The Essential Self is the concept of who a person is without any of the attendant pressures of society. The idea is introduced on “Gossamer Thin,” but it is present throughout the whole album because it is these pressures that Oberst is suffering from. On “Next of Kin,” he sings  “Yeah, I met Lou Reed and Patti Smith/It didn’t make me feel different/I guess I lost all my innocence/Way too long ago.” The idea being that meeting defining artists should cause awe, and it doesn’t anymore. It’s just Oberst’s life, now. And this inability to cope with who Conor Oberst, singer is versus Conor Oberst, human is the reason why moments earlier he is singing “something dies when a star is born.”

 

But Ruminations, St. Dymphna, Tachycardia, all have roots or connections to nervous illnesses, and he dwells on this. Ruminations quite literally means dwelling on the negative, or the inability to see things from a positive light. This goes a long way in explaining earlier attempts of self-destruction. On earlier albums he’s spending nights in Chicago hospitals or taking drugs in Disney Land rides. And it’s not so much that he’s changed—he’s still got the Dionysian urges—Ruminations deals with the sleepless nights and the shaking hands of alcohol withdrawal, the physical and mental symptoms. He is looking into a mirror and describing what he sees. This is Conor at his therapist’s office, not Conor as Jack Kerouac writing down his history in the most flattering light.

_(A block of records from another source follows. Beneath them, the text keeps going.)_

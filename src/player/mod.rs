//! Playback source classification.
//!
//! A locator is resolved in order:
//! 1. blank -> [`PlaybackSource::Placeholder`]
//! 2. rewrite rules (video-hosting links -> canonical embed URL)
//! 3. allow-listed file extension -> [`PlaybackSource::DirectFile`]
//! 4. anything else -> [`PlaybackSource::Embedded`]
//!
//! Only direct files report playback position.

pub mod rules;

use gear5tv_common::media;
use serde::Serialize;

pub use rules::RewriteRule;

/// How a locator will be played.
#[derive(Debug, Clone, PartialEq, Eq, Serialize)]
#[serde(tag = "kind", rename_all = "snake_case")]
pub enum PlaybackSource {
    /// Nothing to play; show the "No video available" state.
    Placeholder,
    /// Native playback of a media file.
    DirectFile { url: String },
    /// Third-party player in an iframe.
    Embedded { url: String },
}

impl PlaybackSource {
    /// Whether the player reports `(position, duration)` updates.
    pub fn emits_time_updates(&self) -> bool {
        matches!(self, PlaybackSource::DirectFile { .. })
    }

    pub fn url(&self) -> Option<&str> {
        match self {
            PlaybackSource::Placeholder => None,
            PlaybackSource::DirectFile { url } | PlaybackSource::Embedded { url } => Some(url),
        }
    }

    pub fn label(&self) -> &'static str {
        match self {
            PlaybackSource::Placeholder => "placeholder",
            PlaybackSource::DirectFile { .. } => "direct",
            PlaybackSource::Embedded { .. } => "embedded",
        }
    }
}

/// Classifies locators with a rule table and an extension allow-list.
#[derive(Debug, Clone)]
pub struct SourceResolver {
    rules: Vec<RewriteRule>,
    direct_extensions: Vec<String>,
}

impl Default for SourceResolver {
    fn default() -> Self {
        Self::new(media::direct_media_extensions().iter().map(|e| e.to_string()).collect())
    }
}

impl SourceResolver {
    pub fn new(direct_extensions: Vec<String>) -> Self {
        Self::with_rules(rules::default_rules(), direct_extensions)
    }

    pub fn with_rules(mut rules: Vec<RewriteRule>, direct_extensions: Vec<String>) -> Self {
        rules::sort_rules(&mut rules);
        Self {
            rules,
            direct_extensions,
        }
    }

    pub fn rules(&self) -> &[RewriteRule] {
        &self.rules
    }

    pub fn resolve(&self, locator: &str) -> PlaybackSource {
        let locator = locator.trim();
        if locator.is_empty() {
            return PlaybackSource::Placeholder;
        }

        let rewritten = rules::parse_locator(locator).and_then(|url| {
            rules::find_matching_rule(&self.rules, &url).map(|(rule, out)| {
                tracing::trace!("Locator rewritten by rule '{}'", rule.name);
                out
            })
        });
        let url = rewritten.unwrap_or_else(|| locator.to_string());

        if media::has_extension_in(&url, &self.direct_extensions) {
            PlaybackSource::DirectFile { url }
        } else {
            PlaybackSource::Embedded { url }
        }
    }
}

#[cfg(test)]
mod tests {
    use super::*;

    #[test]
    fn test_direct_file_with_query() {
        let source = SourceResolver::default().resolve("https://example.com/video.mp4?token=123");
        assert_eq!(
            source,
            PlaybackSource::DirectFile {
                url: "https://example.com/video.mp4?token=123".to_string()
            }
        );
        assert!(source.emits_time_updates());
    }

    #[test]
    fn test_extension_is_case_insensitive() {
        let source = SourceResolver::default().resolve("/media/Episode01.MKV");
        assert_eq!(source.label(), "direct");
    }

    #[test]
    fn test_youtube_rewritten_and_embedded() {
        let source = SourceResolver::default().resolve("https://youtube.com/watch?v=abc123");
        assert_eq!(
            source,
            PlaybackSource::Embedded {
                url: "https://www.youtube.com/embed/abc123?autoplay=0".to_string()
            }
        );
        assert!(!source.emits_time_updates());
    }

    #[test]
    fn test_other_hosts_are_embedded() {
        let source = SourceResolver::default().resolve("https://2anime.xyz/embed/bleach-episode-1");
        assert_eq!(source.label(), "embedded");
        assert_eq!(source.url(), Some("https://2anime.xyz/embed/bleach-episode-1"));
    }

    #[test]
    fn test_blank_is_placeholder() {
        let resolver = SourceResolver::default();
        assert_eq!(resolver.resolve(""), PlaybackSource::Placeholder);
        assert_eq!(resolver.resolve("   "), PlaybackSource::Placeholder);
        assert_eq!(resolver.resolve("").url(), None);
    }

    #[test]
    fn test_custom_extension_list() {
        let resolver = SourceResolver::new(vec![".m3u8".to_string()]);
        assert_eq!(resolver.resolve("https://cdn/x.m3u8").label(), "direct");
        assert_eq!(resolver.resolve("https://cdn/x.mp4").label(), "embedded");
    }
}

And so what the listener gets is clarity of presence, even if Oberst himself does not have that mental clarity. Taking a look at the lyrics sheet of any previous album of his, you’d see a jumble of words, as Oberst is the kind of writer that allowed no opportunity to use a new word or phrase go wasted. Here he pauses on phrases, lilting “especially you” at the end of “Barbary Coast (Later)” or mournfully remembering that “you all loved him once” on the song of the same title.

 

They are some of the shortest songs of his career—all falling under four and a half minutes—owing to his sparse arrangements. This sets Ruminations apart from the majority of his previous output where at times he had multiple drummers and string sections. Here it is just him, a guitar or piano, and a harmonica; just another layer stripped off. The effect is to draw you in to quality of song craft, rather than the quality of arrangements. And the effect is welcome on the strength of these songs, which at times might as well be Bright Eyes songs (“Next of Kin”), but in other cases (“A Little Uncanny,” “Till St. Dymphna Kicks Us Out”) feel like welcome departures in style (more Rock in the former, more Soul in the latter).

What this ends up being is one of Oberst’s finest non-Bright Eyes albums, although it fits snugly within that tradition. He’s a journeyman writer, going from Nebraska to New York to Florida to Mexico, all on a Sal-Paradisian trek to find himself. On those albums, the self he finds was never the Essential Self, it was the Conor Oberst with the artificial Bright Eyes myth on it. It took many years, and many attempts at a solo album to give us Ruminations, a glimpse at essential Conor. It’s no mistake that he would be writing and recording this album after finding himself back at home in Omaha, where it all began, with Lumberjack Records, with the Desaparecidos, with Fevers & Mirrors. Ruminations at the very heart of it is Conor Oberst’s Nebraska.